This particular debate is particularly fraught, since the solutions are mostly political. That has made the science itself political. I'm not saying the facts are political - they remain simply facts independent of human thought - but our ability to know the facts is definitely influenced heavily by politics.
It reminds me of the Copernican revolution. With the benefit of hindsight we can see that Copernicus was on the right track. But at the time he could easily have seemed like someone using a cloak of science to hide an attack on the existing monopoly on truth the Church claimed to hold. I think global warming groups are seen this way, using their science to hide their agenda of opposition to modern trends of resource consumption. Of course existing power structures, in particular those controlling access to fossil fuels, are analogous to the Church, clinging to their beliefs as much from protecting their position as from actually thinking Copernicus was wrong.
History is kind to Copernicus because he was on the right track. He could have been totally wrong, though, and it is easy to lose sight of that. It's one of those underdog stories we all love, the science that triumphed over power (not that it actually happened during Copernicus' life). But just because it's a story we love doesn't mean the underdog is alway right. The existing scientific orthodoxy was heavily against him.

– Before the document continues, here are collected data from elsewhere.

//! Shallow expansion of input paths using walkdir.

use std::path::{Path, PathBuf};
use tracing::{debug, warn};
use walkdir::WalkDir;

/// Expand directories to their immediate, non-directory children
///
/// Anything that isn't a directory passes through unchanged, whether or not
/// it exists. Children are returned in file name order.
pub fn expand_paths<P: AsRef<Path>>(paths: &[P]) -> Vec<PathBuf> {
    let mut expanded = Vec::new();

    for path in paths {
        let path = path.as_ref();
        if !path.is_dir() {
            expanded.push(path.to_path_buf());
            continue;
        }

        debug!(folder = %path.display(), "Checking folder");
        let walker = WalkDir::new(path)
            .min_depth(1)
            .max_depth(1)
            .follow_links(true)
            .sort_by_file_name();

        for entry_result in walker {
            match entry_result {
                Ok(entry) => {
                    if entry.file_type().is_dir() {
                        continue;
                    }
                    expanded.push(entry.into_path());
                }
                Err(e) => {
                    let failed = e.path().map(|p| p.to_path_buf()).unwrap_or_default();
                    warn!(path = %failed.display(), error = %e, "Skipping unreadable entry");
                }
            }
        }
    }

    expanded
}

Which side of the global warming debate will history be kind to? I like to think it will be the side that is actually right. I don't know which side this actually is, I merely have an opinion. Not being a climatologist, that opinion doesn't count for much, except in so far as it might further political ends a teeny tiny bit. Which makes most of us global warming politicians.
I not saying debate by non-specialists is pointless. That would be much like saying that political debate is pointless just because it is political. What is at stake is quite huge, it's surely one of the more important debates of our generation. But I don't want to kid myself that my ability to know the truth on this one is much greater than my ability to know truth on any other political debate. Maybe I'm just taking a side. The only real difference with this one is that time will certainly tell.
Disclaimer: The side I currently take is that global warming definitely is happening. It seems like the majority of scientists credit human factors. As for what we can do about it, or how far it will go if we do nothing, I'm reserving judgement. Certainly the costs of trying will be huge, but it is also possible the cost of not trying would be much huger.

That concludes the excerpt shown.